In a collaborative study with co-author Tiffany Mitchell-Patterson, I used the 1619 Project’s popular culture materials, specifically Wesley Morris’s podcast and essay on Black music, as the foundation for a mixed-methods classroom study at a predominantly white institution and a Historically Black College and University. Guided by Critical Race Media Literacy, we examined what students learned and how they responded emotionally after engaging with this fuller account of Black musical history.
The project came at a time when many universities were promoting diversity while making few meaningful changes to what or how they teach. Black music may be present in popular culture, yet it remains largely absent from classrooms. When it does appear, it is often presented without historical depth or political context.
This work offers a different approach. It treats Black music as serious cultural history and as material that belongs in the classroom. Students at both institutions gained knowledge from the materials, and their emotional responses revealed how race, identity, and institutional context influence the way students understand cultural truth.
From a scholarly standpoint, the article shows how Critical Race Media Literacy can operate as a full pedagogical model. When framed critically, popular media deepens students’ understanding of structural racism and resistance. Media can serve as a powerful entry point for learning, especially for students who live and learn in media-saturated environments.

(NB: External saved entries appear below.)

/// Keyword summary of a project's logs, stored as `ai_summary`.
pub fn project_summary(contents: &[String]) -> (String, Vec<String>) {
    let mut counts: HashMap<String, usize> = HashMap::new();
    for content in contents {
        for tag in micro_log_tags(content, None) {
            if tag != DEFAULT_TAG {
                *counts.entry(tag).or_default() += 1;
            }
        }
    }
    let top = most_common(counts, 3);
    if top.is_empty() {
        return (
            format!("{}개의 기록이 있지만 뚜렷한 주제가 아직 보이지 않습니다.", contents.len()),
            Vec::new(),
        );
    }
    let names: Vec<String> = top.into_iter().map(|(t, _)| t).collect();
    let summary = format!(
        "이 프로젝트는 {}을(를) 중심으로 진행되었습니다. 총 {}개의 기록을 바탕으로 분석했습니다.",
        names.join(", "),
        contents.len()
    );
    (summary, names)
}

/// Entries ordered by count descending, ties broken by key for stable output.
pub fn most_common(counts: HashMap<String, usize>, n: usize) -> Vec<(String, usize)> {
    let mut entries: Vec<(String, usize)> = counts.into_iter().collect();
    entries.sort_by(|a, b| b.1.cmp(&a.1).then_with(|| a.0.cmp(&b.0)));
    entries.truncate(n);
    entries
}

pub fn activity_label(activity_type: &str) -> &'static str {
    match activity_type {
        "contest" => "공모전/대외활동",
        "club" => "학회/동아리",
        "project" => "프로젝트",
        "internship" => "인턴/아르바이트",
        "study" => "자격증/공부",
        _ => "기타",
    }
}

pub fn activity_icon(activity_type: &str) -> &'static str {
    match activity_type {
        "contest" => "🏆",
        "club" => "👥",
        "project" | "internship" => "💼",
        "study" => "📚",
        _ => "✨",
    }
}

pub fn positive_reason_text(code: &str) -> &'static str {
    match code {
        "positive_001" => "사람들과 의견 주고받는 활동에서 에너지를 얻어요",
        "positive_002" => "새로운 것을 배우는 과정을 즐겨요",
        "positive_003" => "자신의 강점을 발휘할 수 있는 활동에서 빛나요",
        "positive_004" => "누군가에게 도움이 되는 일에서 보람을 느껴요",
        "positive_005" => "일이 술술 풀릴 때 기분이 좋아져요",
        "positive_006" => "성과를 인정받을 때 뿌듯함을 느껴요",
        _ => "긍정적인 경험을 많이 하고 있어요",
    }
}

pub fn negative_reason_text(code: &str) -> &'static str {
    match code {
        "negative_001" => "생각보다 잘 안 풀리는 상황에서 스트레스를 받아요",
        "negative_002" => "사람들과 의견이 안 맞을 때 어려움을 느껴요",
        "negative_003" => "시간이 오래 걸리는 작업에서 지쳐요",
        "negative_004" => "자신이 못하는 부분이 드러날 때 힘들어해요",
        "negative_005" => "하기 싫은 일을 억지로 할 때 에너지가 떨어져요",
        "negative_006" => "결과가 기대에 못 미칠 때 실망해요",
        _ => "어려운 경험도 있었어요",
    }
}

The research also complicates assumptions about students at HBCUs. Attending an institution that centers Black identity does not guarantee exposure to the full scope of Black cultural contributions. That insight matters for educators who might overlook the structural gaps that persist even in Black educational spaces.

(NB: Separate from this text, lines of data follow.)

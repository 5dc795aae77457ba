//! Scheduled maintenance jobs: reminders, daily growth metrics, cache and
//! space-status housekeeping.
//!
//! Every job takes the reference date explicitly so a run can be replayed.

use std::collections::HashSet;

use chrono::{Duration, NaiveDate, Utc};
use serde::Serialize;
use serde_json::{json, Value};
use tracing::{error, info, instrument, warn};

use crate::db::{schema, Database, Query};
use crate::error::Result;
use crate::metrics::{self, MetricName};
use crate::routes::notifications::{notify, NotificationCreate};

#[derive(Debug, Clone, Copy, PartialEq, Eq, clap::ValueEnum)]
pub enum Job {
    SendReminders,
    CalculateDailyMetrics,
    CleanupCache,
    UpdateStatus,
    RunAllDaily,
}

impl Job {
    pub fn name(&self) -> &'static str {
        match self {
            Job::SendReminders => "send-reminders",
            Job::CalculateDailyMetrics => "calculate-daily-metrics",
            Job::CleanupCache => "cleanup-cache",
            Job::UpdateStatus => "update-status",
            Job::RunAllDaily => "run-all-daily",
        }
    }
}

/// Outcome of one job run.
#[derive(Debug, Clone, Default, Serialize, PartialEq)]
pub struct JobReport {
    pub job: String,
    /// Rows examined.
    pub scanned: usize,
    /// Rows written or deleted.
    pub affected: usize,
    pub errors: Vec<String>,
}

impl JobReport {
    fn new(job: Job) -> Self {
        Self {
            job: job.name().to_string(),
            ..Self::default()
        }
    }
}

/// Runs `job` against `db`; `run-all-daily` yields one report per step.
pub async fn run(db: &dyn Database, job: Job, today: NaiveDate) -> Result<Vec<JobReport>> {
    let steps: &[Job] = match job {
        Job::RunAllDaily => &[Job::CalculateDailyMetrics, Job::CleanupCache, Job::UpdateStatus],
        _ => std::slice::from_ref(&job),
    };
    let mut reports = Vec::with_capacity(steps.len());
    for step in steps {
        let outcome = match step {
            Job::SendReminders => send_reminders(db, today).await,
            Job::CalculateDailyMetrics => calculate_daily_metrics(db, today).await,
            Job::CleanupCache => cleanup_cache(db).await,
            Job::UpdateStatus => update_status(db, today).await,
            Job::RunAllDaily => continue,
        };
        metrics::increment_labeled(MetricName::BatchJobRuns, "job", step.name().to_string());
        match outcome {
            Ok(report) => reports.push(report),
            Err(e) => {
                error!(job = step.name(), error = %e, "Batch job failed");
                metrics::increment_labeled(MetricName::BatchJobFailures, "job", step.name().to_string());
                return Err(e);
            }
        }
    }
    Ok(reports)
}

/// Notifies owners of active, reminder-enabled spaces that are due today.
#[instrument(skip(db))]
pub async fn send_reminders(db: &dyn Database, today: NaiveDate) -> Result<JobReport> {
    let mut report = JobReport::new(Job::SendReminders);
    let tomorrow = today + Duration::days(1);
    let spaces = db
        .select(
            &Query::table(schema::REFLECTION_SPACES)
                .eq("status", "active")
                .eq("reminder_enabled", true)
                .gte("next_reflection_date", today.to_string())
                .lt("next_reflection_date", tomorrow.to_string()),
        )
        .await?
        .rows;
    report.scanned = spaces.len();
    if spaces.is_empty() {
        info!("No reminders to send");
        return Ok(report);
    }

    for space in &spaces {
        let (Some(user_id), Some(space_id)) = (
            space.get("user_id").and_then(Value::as_str),
            space.get("id").and_then(Value::as_str),
        ) else {
            warn!("Skipping space row without user_id or id");
            continue;
        };
        let name = space.get("name").and_then(Value::as_str).unwrap_or_default();
        let notification = NotificationCreate {
            kind: "reminder".to_string(),
            title: "회고 작성 시간입니다".to_string(),
            content: Some(format!("'{name}' 스페이스의 회고를 작성해주세요")),
            link: Some(format!("/spaces/{space_id}/reflect")),
        };
        match notify(db, user_id, &notification).await {
            Ok(_) => report.affected += 1,
            Err(e) => {
                warn!(%space_id, error = %e, "Failed to create reminder");
                report.errors.push(format!("{space_id}: {e}"));
            }
        }
    }
    info!(sent = report.affected, "Reminders sent");
    Ok(report)
}

/// Growth metrics for one user as of `date`, or `None` without reflections.
pub fn daily_metric(
    user_id: &str,
    date: NaiveDate,
    reflections: &[Value],
    active_spaces: &[Value],
    completed_spaces: usize,
) -> Option<Value> {
    if reflections.is_empty() {
        return None;
    }
    let scores: Vec<f64> = reflections
        .iter()
        .filter_map(|r| r.get("progress_score").and_then(Value::as_f64))
        .filter(|s| *s != 0.0)
        .collect();
    let avg = if scores.is_empty() {
        0.0
    } else {
        scores.iter().sum::<f64>() / scores.len() as f64
    };

    let keywords: HashSet<&str> = reflections
        .iter()
        .filter_map(|r| r.get("ai_keywords").and_then(Value::as_array))
        .flatten()
        .filter_map(Value::as_str)
        .collect();

    let actual: i64 = active_spaces
        .iter()
        .map(|s| s.get("total_reflections").and_then(Value::as_i64).unwrap_or(0))
        .sum();
    let expected: i64 = active_spaces
        .iter()
        .map(|s| s.get("expected_reflections").and_then(Value::as_i64).unwrap_or(1))
        .sum();
    let completion = if expected > 0 { actual * 100 / expected } else { 0 };

    Some(json!({
        "user_id": user_id,
        "date": date.to_string(),
        "avg_progress_score": (avg * 100.0).round() / 100.0,
        "total_reflections": reflections.len(),
        "keyword_count": keywords.len(),
        "completion_rate": completion.min(100),
        "project_completion_count": completed_spaces,
    }))
}

/// Upserts yesterday's growth metrics for every user with reflections.
#[instrument(skip(db))]
pub async fn calculate_daily_metrics(db: &dyn Database, today: NaiveDate) -> Result<JobReport> {
    let mut report = JobReport::new(Job::CalculateDailyMetrics);
    let yesterday = today - Duration::days(1);
    let users = db.select(&Query::table(schema::USERS).select(&["id"])).await?.rows;
    info!(users = users.len(), "Calculating daily metrics");

    for user in &users {
        let Some(user_id) = user.get("id").and_then(Value::as_str) else {
            continue;
        };
        report.scanned += 1;
        let reflections = db
            .select(
                &Query::table(schema::REFLECTIONS)
                    .select(&["progress_score", "ai_keywords"])
                    .eq("user_id", user_id)
                    .lte("reflection_date", yesterday.to_string()),
            )
            .await?
            .rows;
        if reflections.is_empty() {
            continue;
        }
        let active = db
            .select(
                &Query::table(schema::REFLECTION_SPACES)
                    .select(&["total_reflections", "expected_reflections"])
                    .eq("user_id", user_id)
                    .eq("status", "active"),
            )
            .await?
            .rows;
        let completed = db
            .count(
                &Query::table(schema::REFLECTION_SPACES)
                    .select(&["id"])
                    .eq("user_id", user_id)
                    .eq("status", "completed"),
            )
            .await?;

        let Some(metric) = daily_metric(user_id, yesterday, &reflections, &active, completed) else {
            continue;
        };
        match db.upsert(schema::GROWTH_METRICS, vec![metric], &["user_id", "date"]).await {
            Ok(_) => report.affected += 1,
            Err(e) => {
                warn!(%user_id, error = %e, "Failed to store growth metrics");
                report.errors.push(format!("{user_id}: {e}"));
            }
        }
    }
    info!(stored = report.affected, "Daily metrics calculated");
    Ok(report)
}

/// Deletes AI analysis rows whose `expires_at` has passed.
#[instrument(skip(db))]
pub async fn cleanup_cache(db: &dyn Database) -> Result<JobReport> {
    let mut report = JobReport::new(Job::CleanupCache);
    let deleted = db
        .delete(&Query::table(schema::REFLECTION_AI_ANALYSIS).lt("expires_at", Utc::now().to_rfc3339()))
        .await?;
    report.scanned = deleted.len();
    report.affected = deleted.len();
    info!(deleted = deleted.len(), "Expired analysis cache removed");
    Ok(report)
}

/// Marks active spaces whose end date has passed as completed.
#[instrument(skip(db))]
pub async fn update_status(db: &dyn Database, today: NaiveDate) -> Result<JobReport> {
    let mut report = JobReport::new(Job::UpdateStatus);
    let updated = db
        .update(
            &Query::table(schema::REFLECTION_SPACES)
                .eq("status", "active")
                .lt("end_date", today.to_string()),
            json!({ "status": "completed" }),
        )
        .await?;
    report.scanned = updated.len();
    report.affected = updated.len();
    info!(completed = updated.len(), "Space statuses updated");
    Ok(report)
}

#[cfg(test)]
mod tests {
    use super::*;

    fn d(y: i32, m: u32, day: u32) -> NaiveDate {
        NaiveDate::from_ymd_opt(y, m, day).unwrap()
    }

    #[test]
    fn metric_aggregates_reflections_and_spaces() {
        let reflections = vec![
            json!({ "progress_score": 4, "ai_keywords": ["긍정", "행동"] }),
            json!({ "progress_score": 5, "ai_keywords": ["긍정"] }),
            json!({ "progress_score": null, "ai_keywords": null }),
        ];
        let spaces = vec![
            json!({ "total_reflections": 3, "expected_reflections": 4 }),
            json!({ "total_reflections": 5, "expected_reflections": 4 }),
        ];
        let metric = daily_metric("u1", d(2024, 5, 9), &reflections, &spaces, 2).unwrap();
        assert_eq!(metric["avg_progress_score"], 4.5);
        assert_eq!(metric["total_reflections"], 3);
        assert_eq!(metric["keyword_count"], 2);
        assert_eq!(metric["completion_rate"], 100);
        assert_eq!(metric["project_completion_count"], 2);
        assert_eq!(metric["date"], "2024-05-09");
    }

    #[test]
    fn no_reflections_means_no_metric() {
        assert!(daily_metric("u1", d(2024, 5, 9), &[], &[], 0).is_none());
    }

    #[test]
    fn completion_without_spaces_is_zero() {
        let metric = daily_metric("u1", d(2024, 5, 9), &[json!({ "progress_score": 3 })], &[], 0).unwrap();
        assert_eq!(metric["completion_rate"], 0);
    }

    #[test]
    fn job_names_are_kebab_case() {
        assert_eq!(Job::RunAllDaily.name(), "run-all-daily");
        assert_eq!(Job::SendReminders.name(), "send-reminders");
    }
}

The piece engages directly with Morris’s framing in the 1619 Project: “No wonder everybody is stealing it.” Media industries have long profited from repackaging and profiting off Black culture. This article shows how educators can use media literacy to address those dynamics. It also demonstrates how students respond with both academic insight and emotional recognition, using media to process cultural truths that may have been hidden or distorted.
When this article was published, schools across the country were debating whether the 1619 Project should be taught. That debate has only intensified. At stake is more than curriculum policy. What’s being contested is whose history counts, who is seen as a cultural originator, and how American culture itself is defined.
This article offers a replicable model for educators who want to teach cultural and historical truth in classrooms shaped by media saturation and racial hierarchy. It reflects my commitment to justice-centered teaching and to media literacy that accounts for power, emotion, and structure. It invites students to see history not only as information but as a force that shapes how they understand themselves and their place in the world.
Black music built American culture. This article helps students learn that truth and understand the weight of what it means.